Today we celebrate the presence of God in ordinary food and
drink. We refer to this meal as the most
holy meal going, a celestial banquet, a feast for our souls. But then we look at the menu and it’s bread
for goodness sake, and flattened, unleavened bread in wafer form at that. The wine carries a rich heritage of feasts, the
Kingdom of God and bounty. But the meat
is not meat. And what is more when Jesus
institutes this banquet with a difference it is the action that seems to convey
his presence not just the substance he uses.
It is in the breaking of bread that the disciples recognize him at the
end of a dusty journey to Emmaus on the first Easter Day evening. It is to meet together to pray and to break
bread that the disciples are formed into the fledgling church in that time
between Easter Day and Pentecost. Doing
it seems to matter. ‘Do this in
remembrance of me’ is far more than just have this magic food; it’s an activity
of the will that is needed. Jesus says
‘do this’ not ‘have it’.
And this is not a solitary activity. Jesus said he would be present when two or
three are gathered together. Not one
person on their own, though God does not abandon the lonely. But the call is to gather and share in this
meal. We need other people to guide and
shape our faith, to help us see what we would otherwise miss, to form a
community with Christ at its heart, and in the Church of England priests need
another person to be present for the Communion service to take place. If no one shows up, no mass. It can’t be done on our own and so one of the
most important questions comes in the Sursum Corda, the responses at the
beginning of the Eucharistic Prayer, ‘Let us give thanks to the Lord our God’
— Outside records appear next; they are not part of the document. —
use parking_lot::Mutex;

/// One-shot notification shared between the coordinator and worker
/// threads. Workers poll it once per block; the coordinator sets it
/// exactly once at teardown.
#[derive(Default)]
pub struct Notification {
    done: Mutex<bool>,
}

impl Notification {
    pub fn new() -> Self {
        Self::default()
    }

    pub fn notify(&self) {
        *self.done.lock() = true;
    }

    pub fn has_been_notified(&self) -> bool {
        *self.done.lock()
    }
}

#[cfg(test)]
mod test {
    use super::*;
    use std::sync::Arc;

    #[test]
    fn test_notify_once() {
        let n = Notification::new();
        assert!(!n.has_been_notified());
        n.notify();
        assert!(n.has_been_notified());
        // Notifying again is harmless.
        n.notify();
        assert!(n.has_been_notified());
    }

    #[test]
    fn test_seen_across_threads() {
        let n = Arc::new(Notification::new());
        let n2 = n.clone();
        let handle = std::thread::spawn(move || {
            while !n2.has_been_notified() {
                std::thread::yield_now();
            }
        });
        n.notify();
        handle.join().unwrap();
    }
}
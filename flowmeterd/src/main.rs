use anyhow::{Context, Result};
use clap::Parser;
use flowmeter_utils::unix_time::{Clock, SystemClock, NANOS_PER_SECOND};
use flowmeter_utils::{sleep_until_seconds, Notification};
use flowmeterd::asn::{self, AsnTable};
use flowmeterd::export::{build_sender, FlowSender};
use flowmeterd::meter::MeterFactory;
use flowmeterd::processor::TapProcessor;
use flowmeterd::reduce::combine_states;
use log::{info, warn};
use signal_hook::consts::{SIGINT, SIGTERM};
use signal_hook::iterator::Signals;
use std::path::Path;
use std::sync::Arc;

// Use JemAllocator only on supported platforms
#[cfg(any(target_arch = "x86", target_arch = "x86_64"))]
use jemallocator::Jemalloc;

#[cfg(any(target_arch = "x86", target_arch = "x86_64"))]
#[global_allocator]
static GLOBAL: Jemalloc = Jemalloc;

#[derive(Parser)]
#[command(about = "Passive flow metering agent: aggregates tapped packets \
into flow records and exports them as IPFIX or CSV")]
struct Args {
    /// Name of the packet-tap endpoint to meter.
    #[arg(long, default_value = "")]
    testimony: String,

    /// Socket address of the IPFIX collector ("IPv4:port" or
    /// "[IPv6]:port"), or the literal "stdout" for CSV snapshots.
    #[arg(long, default_value = "127.0.0.1:6555")]
    collector: String,

    /// Upload flows to the collector once every X seconds.
    #[arg(long, default_value_t = 60.0)]
    upload_every_secs: f64,

    /// Time out idle flows after X seconds.
    #[arg(long, default_value_t = 300.0)]
    flow_timeout_secs: f64,

    /// CSV of "start IPv6, end IPv6, ASN" ranges. Empty disables ASN
    /// enrichment.
    #[arg(long, default_value = "")]
    asns_csv: String,

    /// Re-read the ASN CSV once every X seconds.
    #[arg(long, default_value_t = 86400.0)]
    asns_reread_every_secs: f64,
}

fn main() -> Result<()> {
    // Configure log level with RUST_LOG environment variable,
    // defaulting to "info"
    env_logger::init_from_env(
        env_logger::Env::default().filter_or(env_logger::DEFAULT_FILTER_ENV, "info"),
    );
    let args = Args::parse();

    let mut asns = AsnTable::new();
    if !args.asns_csv.is_empty() {
        asn::load_from_csv(&mut asns, Path::new(&args.asns_csv))
            .with_context(|| format!("Loading ASN CSV {} failed", args.asns_csv))?;
    }

    let mut sender = build_sender(&args.collector)?;

    let factory = Arc::new(MeterFactory::default());
    let mut processor = TapProcessor::new(&args.testimony, factory.clone());
    processor
        .start_threads()
        .with_context(|| format!("Starting workers on tap '{}' failed", args.testimony))?;

    // SIGINT/SIGTERM request a final gather instead of killing us mid-swap.
    let stop = Arc::new(Notification::new());
    let mut signals = Signals::new([SIGINT, SIGTERM])?;
    let signal_stop = stop.clone();
    std::thread::spawn(move || {
        if let Some(sig) = signals.forever().next() {
            warn!("Shutting down on signal {sig}");
            signal_stop.notify();
        }
    });

    let clock = SystemClock;
    let mut last_upload_secs = clock.now_seconds()?;
    let mut last_asns_read_secs = last_upload_secs;
    while sleep_until_seconds(last_upload_secs + args.upload_every_secs, &stop) {
        last_upload_secs = clock.now_seconds()?;
        export_cycle(
            &mut processor,
            &factory,
            &asns,
            sender.as_mut(),
            last_upload_secs,
            args.flow_timeout_secs,
            false,
        );
        if !args.asns_csv.is_empty()
            && last_upload_secs - last_asns_read_secs >= args.asns_reread_every_secs
        {
            info!("Reloading ASN ranges from {}", args.asns_csv);
            asns.clear();
            asn::load_from_csv(&mut asns, Path::new(&args.asns_csv))
                .with_context(|| format!("Reloading ASN CSV {} failed", args.asns_csv))?;
            last_asns_read_secs = last_upload_secs;
        }
    }

    // Final gather: join the workers and flush whatever they still held.
    export_cycle(
        &mut processor,
        &factory,
        &asns,
        sender.as_mut(),
        clock.now_seconds()?,
        args.flow_timeout_secs,
        true,
    );
    Ok(())
}

/// One export tick: set the idle cutoff, gather and reduce the worker
/// states, enrich with ASNs, and hand the merged table to the exporter.
fn export_cycle(
    processor: &mut TapProcessor,
    factory: &MeterFactory,
    asns: &AsnTable,
    sender: &mut dyn FlowSender,
    now_secs: f64,
    flow_timeout_secs: f64,
    last: bool,
) {
    let cutoff_ns = ((now_secs - flow_timeout_secs) * NANOS_PER_SECOND as f64) as u64;
    factory.set_cutoff_ns(cutoff_ns);
    let states = processor.gather(last);
    let mut merged = combine_states(states);
    if !asns.is_empty() {
        for (key, stats) in merged.flows_mut() {
            stats.src_asn = asns.lookup(&key.src_ip);
            stats.dst_asn = asns.lookup(&key.dst_ip);
        }
    }
    sender.send(merged.flows(), cutoff_ns);
}
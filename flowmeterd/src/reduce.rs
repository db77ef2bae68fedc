//! Parallel pairwise reduction of gathered worker states.

use crate::meter::MeterState;
use log::debug;

/// Combine the gathered states into one by repeatedly merging the second
/// half into the first on transient threads, halving the count each
/// pass. Merging is commutative and associative, so the outcome is
/// independent of thread schedule.
pub fn combine_states(mut states: Vec<MeterState>) -> MeterState {
    while states.len() > 1 {
        // New size is 1/2 the old size, rounded up.
        let keep = states.len() / 2 + states.len() % 2;
        debug!("Combining {} states into {}", states.len(), keep);
        let tail = states.split_off(keep);
        std::thread::scope(|scope| {
            for (dst, src) in states.iter_mut().zip(tail) {
                scope.spawn(move || dst.merge(src));
            }
        });
    }
    states.into_iter().next().unwrap_or_default()
}

#[cfg(test)]
mod test {
    use super::*;
    use crate::flow::{add_to_table, FlowKey, FlowStats};

    fn state_with(src: u32, bytes: u64, ts_ns: u64) -> MeterState {
        let mut state = MeterState::new();
        let mut key = FlowKey::default();
        key.set_src_ip4(src);
        key.set_dst_ip4(99);
        key.protocol = 17;
        add_to_table(
            state.flows_mut(),
            key,
            FlowStats::for_packet(bytes, 1, ts_ns),
        );
        state
    }

    #[test]
    fn test_empty_input() {
        assert!(combine_states(Vec::new()).is_empty());
    }

    #[test]
    fn test_single_state_passes_through() {
        let merged = combine_states(vec![state_with(1, 10, 100)]);
        assert_eq!(merged.len(), 1);
    }

    #[test]
    fn test_identical_flows_sum() {
        let states = vec![
            state_with(1, 10, 1_000),
            state_with(1, 20, 3_000),
            state_with(1, 30, 2_000),
        ];
        let merged = combine_states(states);
        assert_eq!(merged.len(), 1);
        let stats = merged.flows().values().next().unwrap();
        assert_eq!(stats.bytes, 60);
        assert_eq!(stats.packets, 3);
        assert_eq!(stats.first_ns, 1_000);
        assert_eq!(stats.last_ns, 3_000);
    }

    #[test]
    fn test_distinct_flows_survive_many_passes() {
        // Seven states force three reduction passes with odd leftovers.
        let states: Vec<MeterState> =
            (1..=7).map(|i| state_with(i, i as u64 * 10, 1_000)).collect();
        let merged = combine_states(states);
        assert_eq!(merged.len(), 7);
        let total: u64 = merged.flows().values().map(|s| s.bytes).sum();
        assert_eq!(total, 280);
    }
}
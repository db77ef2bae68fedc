//! In-memory fan-out tap. Blocks injected on slice `i` are delivered to
//! whichever connection bound itself to fanout index `i`, mirroring how a
//! kernel tap splits traffic across worker sockets.

use crate::{PacketBuf, TapBlock, TapConnection, TapError};
use crossbeam_channel::{bounded, Receiver, RecvTimeoutError, Sender};
use log::debug;
use once_cell::sync::Lazy;
use parking_lot::Mutex;
use std::collections::HashMap;
use std::time::Duration;

// Enough in-flight blocks per slice that a test can inject a burst
// before any worker starts draining.
const SLICE_DEPTH: usize = 1024;

struct Shared {
    receivers: Vec<Receiver<TapBlock>>,
}

static REGISTRY: Lazy<Mutex<HashMap<String, Shared>>> =
    Lazy::new(|| Mutex::new(HashMap::new()));

/// Handle for feeding packets into a loopback tap.
pub struct LoopbackInjector {
    senders: Vec<Sender<TapBlock>>,
}

impl LoopbackInjector {
    pub fn fanout_size(&self) -> usize {
        self.senders.len()
    }

    /// Deliver one block of packets to fanout slice `slice`.
    pub fn inject(&self, slice: usize, packets: Vec<PacketBuf>) {
        // A full or disconnected slice drops the block, like a kernel
        // tap whose consumer fell behind.
        let _ = self.senders[slice].try_send(TapBlock::new(packets));
    }
}

/// Register a loopback tap reachable at `mem:<name>` with the given
/// fanout size. Returns the injector side.
pub fn create(name: &str, fanout_size: usize) -> LoopbackInjector {
    let mut senders = Vec::with_capacity(fanout_size);
    let mut receivers = Vec::with_capacity(fanout_size);
    for _ in 0..fanout_size {
        let (tx, rx) = bounded(SLICE_DEPTH);
        senders.push(tx);
        receivers.push(rx);
    }
    debug!("Registered loopback tap '{name}' with fanout size {fanout_size}");
    REGISTRY.lock().insert(name.to_string(), Shared { receivers });
    LoopbackInjector { senders }
}

pub(crate) fn connect(name: &str) -> Result<LoopbackConnection, TapError> {
    let registry = REGISTRY.lock();
    let shared = registry
        .get(name)
        .ok_or_else(|| TapError::NotFound(name.to_string()))?;
    Ok(LoopbackConnection {
        receivers: shared.receivers.clone(),
        index: None,
        initialized: false,
    })
}

pub struct LoopbackConnection {
    receivers: Vec<Receiver<TapBlock>>,
    index: Option<usize>,
    initialized: bool,
}

impl TapConnection for LoopbackConnection {
    fn fanout_size(&self) -> usize {
        self.receivers.len()
    }

    fn set_fanout_index(&mut self, index: usize) -> Result<(), TapError> {
        if index >= self.receivers.len() {
            return Err(TapError::BadFanoutIndex {
                index,
                size: self.receivers.len(),
            });
        }
        self.index = Some(index);
        Ok(())
    }

    fn init(&mut self) -> Result<(), TapError> {
        if self.index.is_none() {
            return Err(TapError::NotInitialized);
        }
        self.initialized = true;
        Ok(())
    }

    fn next_block(&mut self, timeout: Duration) -> Result<Option<TapBlock>, TapError> {
        if !self.initialized {
            return Err(TapError::NotInitialized);
        }
        let index = self.index.ok_or(TapError::NotInitialized)?;
        match self.receivers[index].recv_timeout(timeout) {
            Ok(block) => Ok(Some(block)),
            Err(RecvTimeoutError::Timeout) => Ok(None),
            Err(RecvTimeoutError::Disconnected) => {
                // The injector went away. Idle at the caller's poll
                // cadence until the worker is told to stop.
                std::thread::sleep(timeout);
                Ok(None)
            }
        }
    }
}

#[cfg(test)]
mod test {
    use super::*;

    #[test]
    fn test_fanout_delivery() {
        let injector = create("fanout_delivery", 2);
        let mut conn0 = connect("fanout_delivery").unwrap();
        conn0.set_fanout_index(0).unwrap();
        conn0.init().unwrap();
        let mut conn1 = connect("fanout_delivery").unwrap();
        conn1.set_fanout_index(1).unwrap();
        conn1.init().unwrap();

        injector.inject(0, vec![PacketBuf::from_bytes(vec![1, 2, 3], 10)]);
        injector.inject(1, vec![
            PacketBuf::from_bytes(vec![4], 20),
            PacketBuf::from_bytes(vec![5], 30).with_vlan(42),
        ]);

        let block0 = conn0
            .next_block(Duration::from_secs(1))
            .unwrap()
            .expect("slice 0 should have a block");
        assert_eq!(block0.len(), 1);
        let pkt = block0.packets().next().unwrap();
        assert_eq!(pkt.data, &[1, 2, 3]);
        assert_eq!(pkt.orig_len, 3);
        assert_eq!(pkt.timestamp_ns, 10);
        assert_eq!(pkt.vlan_tci, None);

        let block1 = conn1
            .next_block(Duration::from_secs(1))
            .unwrap()
            .expect("slice 1 should have a block");
        assert_eq!(block1.len(), 2);
        let vlans: Vec<_> = block1.packets().map(|p| p.vlan_tci).collect();
        assert_eq!(vlans, vec![None, Some(42)]);
    }

    #[test]
    fn test_timeout_yields_none() {
        let _injector = create("timeout_none", 1);
        let mut conn = connect("timeout_none").unwrap();
        conn.set_fanout_index(0).unwrap();
        conn.init().unwrap();
        let got = conn.next_block(Duration::from_millis(10)).unwrap();
        assert!(got.is_none());
    }

    #[test]
    fn test_connect_unknown_name() {
        assert!(matches!(
            connect("never_registered"),
            Err(TapError::NotFound(_))
        ));
    }

    #[test]
    fn test_fanout_index_bounds() {
        let _injector = create("index_bounds", 2);
        let mut conn = connect("index_bounds").unwrap();
        assert!(matches!(
            conn.set_fanout_index(2),
            Err(TapError::BadFanoutIndex { index: 2, size: 2 })
        ));
        assert!(conn.set_fanout_index(1).is_ok());
    }

    #[test]
    fn test_block_before_init_is_rejected() {
        let _injector = create("uninit_block", 1);
        let mut conn = connect("uninit_block").unwrap();
        assert!(matches!(
            conn.next_block(Duration::from_millis(1)),
            Err(TapError::NotInitialized)
        ));
    }
}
and we need to reply ‘It is right to give thanks and praise’. That is your consent and therefore the giving
of your authority as the gathered people for the president to proceed. Translated it is ‘do you want to do this?’ We
reply, ‘Yes we do’! Keep silent and
therefore withhold your consent and we don’t continue.
What all of this means is that the presence of God in the
sacrament of Communion is not something prepackaged and waiting for us on the
shelf. It has to be brought to life
through the action of gathering, breaking, pouring and sharing. The point of places of pilgrimage is that the
journey to get there, note an activity again, is a spiritual journey that puts
us in the place to be able to recognize what is actually available to us at the
bus stop, in a friend’s front room and whenever together we gather to pray.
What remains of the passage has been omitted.